Machine Learning in Google BigQuery



Google BigQuery allows interactive analysis of large datasets, making it easy for businesses to share meaningful insights and develop solutions based on customer analytics. However, many of the businesses that are using BigQuery aren’t using machine learning to help better understand the data they are generating. This is because data analysts, proficient in SQL, may not have the traditional data science background needed to apply machine learning techniques.

Today we’re announcing BigQuery ML, a capability inside BigQuery that allows data scientists and analysts to build and deploy machine learning models on massive structured or semi-structured datasets. BigQuery ML is a set of simple SQL language extensions which enables users to utilize popular ML capabilities, performing predictive analytics like forecasting sales and creating customer segmentations right at the source, where they already store their data. BigQuery ML additionally sets smart defaults automatically and takes care of data transformation, leading to a seamless and easy to use experience with great results.
When designing the BigQuery ML backend, the team was faced with a dilemma. Transferring large amounts of data from BigQuery servers to special-purpose servers running machine learning algorithms would be time-consuming and would incur an overhead in terms of security and privacy considerations. However, because the core components of gradient descent — an optimization method that is the workhorse of machine learning algorithms — can be implemented using common SQL operations*, we were able to repurpose the existing BigQuery SQL processing engine for BigQuery ML.

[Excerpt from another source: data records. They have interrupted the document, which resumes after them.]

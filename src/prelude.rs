//! Convenience re-exports for easy importing
//!
//! Import everything you need with:
//! ```rust
//! use faultlog_actix::prelude::*;
//! ```

pub use crate::config::Config;
pub use crate::context::ExceptionContext;
pub use crate::exception::{ExceptionRecord, UnhandledError};
pub use crate::middleware::ExceptionReporterMiddleware;
pub use crate::reporter::ExceptionReporter;
pub use crate::sink::{LogSink, Severity};
//! Actix-Web middleware that reports unhandled errors
//!
//! The middleware observes the result of the wrapped service. When a
//! request ends in a reportable error it hands the request context and the
//! error chain to the [`ExceptionReporter`], then returns the original
//! response or error untouched.

use actix_web::{
    dev::{forward_ready, Service, ServiceRequest, ServiceResponse, Transform},
    Error, HttpRequest,
};
use futures::future::{ok, LocalBoxFuture, Ready};
use std::sync::Arc;

use crate::config::Config;
use crate::context::ExceptionContext;
use crate::exception::{ExceptionRecord, UnhandledError};
use crate::reporter::{contain, ExceptionReporter};
use crate::sink::{LogSink, TracingSink};
use crate::utils::{collect_headers, display_url, extract_ip};

/// Unhandled-error reporting middleware for Actix-Web
///
/// Add this middleware to your Actix app via `.wrap()`:
///
/// ```rust,no_run
/// use actix_web::{web, App, HttpResponse};
/// use faultlog_actix::ExceptionReporterMiddleware;
///
/// App::new()
///     .wrap(ExceptionReporterMiddleware::new())
///     .route("/", web::get().to(|| async { HttpResponse::Ok().finish() }));
/// ```
pub struct ExceptionReporterMiddleware {
    config: Arc<Config>,
    reporter: Arc<ExceptionReporter>,
}

impl ExceptionReporterMiddleware {
    /// Environment configuration, reporting through `tracing`
    pub fn new() -> Self {
        Self::with_config(Config::from_env())
    }

    pub fn with_config(config: Config) -> Self {
        Self::with_sink(config, Arc::new(TracingSink))
    }

    /// Report into a custom sink
    pub fn with_sink(config: Config, sink: Arc<dyn LogSink>) -> Self {
        let reporter = ExceptionReporter::new(sink).include_headers(config.include_headers);
        Self {
            config: config.into_arc(),
            reporter: Arc::new(reporter),
        }
    }
}

impl Default for ExceptionReporterMiddleware {
    fn default() -> Self {
        Self::new()
    }
}

impl<S, B> Transform<S, ServiceRequest> for ExceptionReporterMiddleware
where
    S: Service<ServiceRequest, Response = ServiceResponse<B>, Error = Error>,
    S::Future: 'static,
    B: 'static,
{
    type Response = ServiceResponse<B>;
    type Error = Error;
    type InitError = ();
    type Transform = ExceptionReporterService<S>;
    type Future = Ready<Result<Self::Transform, Self::InitError>>;

    fn new_transform(&self, service: S) -> Self::Future {
        ok(ExceptionReporterService {
            service,
            config: self.config.clone(),
            reporter: self.reporter.clone(),
        })
    }
}

/// The actual service that handles each request
pub struct ExceptionReporterService<S> {
    service: S,
    config: Arc<Config>,
    reporter: Arc<ExceptionReporter>,
}

impl<S, B> Service<ServiceRequest> for ExceptionReporterService<S>
where
    S: Service<ServiceRequest, Response = ServiceResponse<B>, Error = Error>,
    S::Future: 'static,
    B: 'static,
{
    type Response = ServiceResponse<B>;
    type Error = Error;
    type Future = LocalBoxFuture<'static, Result<Self::Response, Self::Error>>;

    forward_ready!(service);

    fn call(&self, req: ServiceRequest) -> Self::Future {
        // An `Err` from the inner service consumes the request, so the
        // context is captured up front
        let snapshot = RequestSnapshot::capture(req.request(), &self.config);
        let config = self.config.clone();
        let reporter = self.reporter.clone();

        let fut = self.service.call(req);

        Box::pin(async move {
            match fut.await {
                Ok(res) => {
                    if let Some(err) = res.response().error() {
                        if is_reportable(err, &config) {
                            report_error(&reporter, &snapshot, err);
                        }
                    }
                    Ok(res)
                }
                Err(err) => {
                    if is_reportable(&err, &config) {
                        report_error(&reporter, &snapshot, &err);
                    }
                    Err(err)
                }
            }
        })
    }
}

/// Owned copy of the request fields a report needs
struct RequestSnapshot {
    display_url: String,
    remote_addr: Option<String>,
    headers: Vec<(String, String)>,
}

impl RequestSnapshot {
    fn capture(req: &HttpRequest, config: &Config) -> Self {
        let peer = req.peer_addr().map(|addr| addr.ip());
        let headers = if config.include_headers {
            collect_headers(req.headers(), config.redact_sensitive_headers)
        } else {
            Vec::new()
        };

        Self {
            display_url: display_url(req, config.trust_proxy_headers),
            remote_addr: extract_ip(req.headers(), peer, config.trust_proxy_headers),
            headers,
        }
    }

    fn context<'a>(&'a self, exception: &'a ExceptionRecord) -> ExceptionContext<'a> {
        ExceptionContext {
            display_url: Some(self.display_url.as_str()),
            remote_addr: self.remote_addr.as_deref(),
            headers: &self.headers,
            exception: Some(exception),
        }
    }
}

/// Server errors always; client errors only when configured
fn is_reportable(err: &Error, config: &Config) -> bool {
    let status = err.as_response_error().status_code();
    status.is_server_error() || (config.report_client_errors && status.is_client_error())
}

/// Foreign `Display` impls run here, so the whole step is contained
fn report_error(reporter: &ExceptionReporter, snapshot: &RequestSnapshot, err: &Error) {
    contain(|| match err.as_error::<UnhandledError>() {
        Some(unhandled) => reporter.report(&snapshot.context(unhandled.record())),
        None => {
            let record = ExceptionRecord::new(err.to_string());
            reporter.report(&snapshot.context(&record));
        }
    });
}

Since the BigQuery engine is designed to efficiently scan large datasets rather than randomly draw small samples from them, BigQuery ML is based on the standard (batch) variant of gradient descent rather than the stochastic version. And while stochastic gradient descent is far more common in today’s large-scale machine learning systems, the batch variant has numerous practical advantages.

For example, in-database machine learning systems based on stochastic gradient descent process examples one by one, and can perform poorly when the data is suboptimally ordered. But BigQuery data is often distributed on disk so as to optimize the performance of regular SQL queries, and continually redistributing the data to support stochastic machine learning algorithms would be computationally expensive. In contrast, batch gradient descent is insensitive to the ordering and partitioning of data on disk, thereby completely circumventing this problem. Also, batch methods can be combined with line search techniques from the classical optimization literature, leading to a learning algorithm that is more stable and requires less fine tuning. Using line search with stochastic methods is far trickier. Our implementation also includes support for regularization and preconditioning. For more details, please see our paper.

We hope that you’ll find BigQuery ML useful for many predictive analytics tasks. To try it, visit the BigQuery console and follow the user guide. Creating a model is as simple as:
CREATE MODEL dataset.model_name
OPTIONS(model_type=’linear_reg’, input_label_cols=[‘input_label’])
AS SELECT * FROM input_table;
In the future, we plan to further integrate our gradient descent implementation with BigQuery infrastructure to realize more performance gains. We’re also going to explore other machine learning algorithms that can be easily and efficiently implemented for large-scale problems by leveraging the power of BigQuery.

Acknowledgements
BigQuery ML is the result of a large collaboration across many teams at Google. Key contributors and sponsors include Hossein Ahmadi, Corinna Cortes, Grzegorz Czajkowski, JD Degenaar, Dan Delorey, Mingge Deng, Danielle Hanks, Amir Hormati, Abhishek Kashyap, Jing Jing Long, Dan McClary, Chris Meyers, Ross Popoff-Walker, Girishkumar Sabhnani, Vivek Sharma, Jordan Tigani, Chad Verbowski, Jiaxun Wu and Lisa Yin.


* For example, a gradient vector can be computed using the SUM and GROUP BY operators, and the weights of a model can be updated using an INNER JOIN.